ACTIVITY:
Which of the lines in the data below contain the string "revision"? Copy each of them.

***** MATERIAL FOR THIS TASK *****

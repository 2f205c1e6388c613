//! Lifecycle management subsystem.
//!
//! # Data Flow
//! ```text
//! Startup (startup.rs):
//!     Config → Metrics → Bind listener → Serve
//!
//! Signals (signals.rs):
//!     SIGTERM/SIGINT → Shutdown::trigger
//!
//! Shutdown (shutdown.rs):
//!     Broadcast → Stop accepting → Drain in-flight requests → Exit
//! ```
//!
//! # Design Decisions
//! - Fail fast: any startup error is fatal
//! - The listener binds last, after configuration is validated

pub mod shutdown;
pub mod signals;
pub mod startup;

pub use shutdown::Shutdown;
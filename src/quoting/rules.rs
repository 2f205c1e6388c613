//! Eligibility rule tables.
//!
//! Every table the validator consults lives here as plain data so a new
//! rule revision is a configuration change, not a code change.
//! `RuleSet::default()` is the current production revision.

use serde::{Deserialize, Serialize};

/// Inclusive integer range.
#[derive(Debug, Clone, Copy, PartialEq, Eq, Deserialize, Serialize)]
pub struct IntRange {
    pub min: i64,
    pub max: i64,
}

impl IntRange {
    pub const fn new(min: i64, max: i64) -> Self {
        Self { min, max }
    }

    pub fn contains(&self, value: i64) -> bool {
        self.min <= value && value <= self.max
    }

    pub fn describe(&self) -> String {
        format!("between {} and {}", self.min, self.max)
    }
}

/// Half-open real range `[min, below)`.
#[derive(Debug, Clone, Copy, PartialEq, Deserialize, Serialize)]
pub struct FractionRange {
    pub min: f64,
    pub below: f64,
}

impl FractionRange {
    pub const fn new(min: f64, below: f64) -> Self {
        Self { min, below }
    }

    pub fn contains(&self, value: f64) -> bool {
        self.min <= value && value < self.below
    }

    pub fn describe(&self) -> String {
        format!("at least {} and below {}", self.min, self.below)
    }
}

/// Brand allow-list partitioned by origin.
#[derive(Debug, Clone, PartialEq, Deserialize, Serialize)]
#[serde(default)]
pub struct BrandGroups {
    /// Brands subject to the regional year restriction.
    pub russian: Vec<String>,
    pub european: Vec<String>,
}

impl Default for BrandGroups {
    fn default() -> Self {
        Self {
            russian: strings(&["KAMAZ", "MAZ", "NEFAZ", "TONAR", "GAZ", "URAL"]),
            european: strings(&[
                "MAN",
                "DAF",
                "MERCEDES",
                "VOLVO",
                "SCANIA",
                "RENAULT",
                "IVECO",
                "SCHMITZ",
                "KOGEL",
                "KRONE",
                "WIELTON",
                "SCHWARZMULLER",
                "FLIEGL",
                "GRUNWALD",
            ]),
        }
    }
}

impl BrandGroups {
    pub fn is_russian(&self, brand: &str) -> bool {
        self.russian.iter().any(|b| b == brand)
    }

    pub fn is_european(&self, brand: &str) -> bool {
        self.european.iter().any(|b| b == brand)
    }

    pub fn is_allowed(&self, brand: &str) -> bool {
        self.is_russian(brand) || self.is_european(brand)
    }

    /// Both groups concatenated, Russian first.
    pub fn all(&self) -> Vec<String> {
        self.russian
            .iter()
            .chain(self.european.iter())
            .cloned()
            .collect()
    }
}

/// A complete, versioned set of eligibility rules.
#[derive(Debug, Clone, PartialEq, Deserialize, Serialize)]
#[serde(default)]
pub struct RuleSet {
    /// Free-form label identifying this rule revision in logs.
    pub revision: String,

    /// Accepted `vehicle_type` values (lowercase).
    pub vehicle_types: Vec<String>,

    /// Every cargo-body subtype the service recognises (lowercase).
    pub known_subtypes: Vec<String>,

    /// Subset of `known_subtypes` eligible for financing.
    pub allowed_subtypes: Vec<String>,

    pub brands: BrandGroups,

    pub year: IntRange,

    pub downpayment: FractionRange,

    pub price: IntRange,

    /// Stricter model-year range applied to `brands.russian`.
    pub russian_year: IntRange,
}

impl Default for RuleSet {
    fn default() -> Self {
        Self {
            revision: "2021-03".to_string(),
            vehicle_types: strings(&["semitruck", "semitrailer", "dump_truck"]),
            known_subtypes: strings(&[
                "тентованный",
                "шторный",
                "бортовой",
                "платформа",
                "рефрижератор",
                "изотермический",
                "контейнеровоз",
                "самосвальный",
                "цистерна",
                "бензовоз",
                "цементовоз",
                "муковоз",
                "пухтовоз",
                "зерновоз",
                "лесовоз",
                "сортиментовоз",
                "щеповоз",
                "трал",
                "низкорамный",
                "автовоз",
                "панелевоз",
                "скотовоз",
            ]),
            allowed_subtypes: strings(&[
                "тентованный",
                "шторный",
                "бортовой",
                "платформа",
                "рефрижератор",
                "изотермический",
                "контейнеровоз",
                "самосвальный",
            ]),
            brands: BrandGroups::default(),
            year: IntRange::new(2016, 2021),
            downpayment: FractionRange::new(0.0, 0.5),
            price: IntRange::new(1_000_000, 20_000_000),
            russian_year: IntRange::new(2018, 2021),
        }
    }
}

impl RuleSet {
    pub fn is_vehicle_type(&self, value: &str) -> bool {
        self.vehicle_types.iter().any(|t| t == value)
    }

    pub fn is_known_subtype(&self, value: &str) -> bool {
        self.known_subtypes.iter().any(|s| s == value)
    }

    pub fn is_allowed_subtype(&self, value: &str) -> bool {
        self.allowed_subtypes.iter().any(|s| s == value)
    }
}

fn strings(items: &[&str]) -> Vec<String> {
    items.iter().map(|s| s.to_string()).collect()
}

*****

ANSWER FOR THIS EXERCISE:
//! rule revision is a configuration change, not a code change.
//! `RuleSet::default()` is the current production revision.
    /// Free-form label identifying this rule revision in logs.
    pub revision: String,
            revision: "2021-03".to_string(),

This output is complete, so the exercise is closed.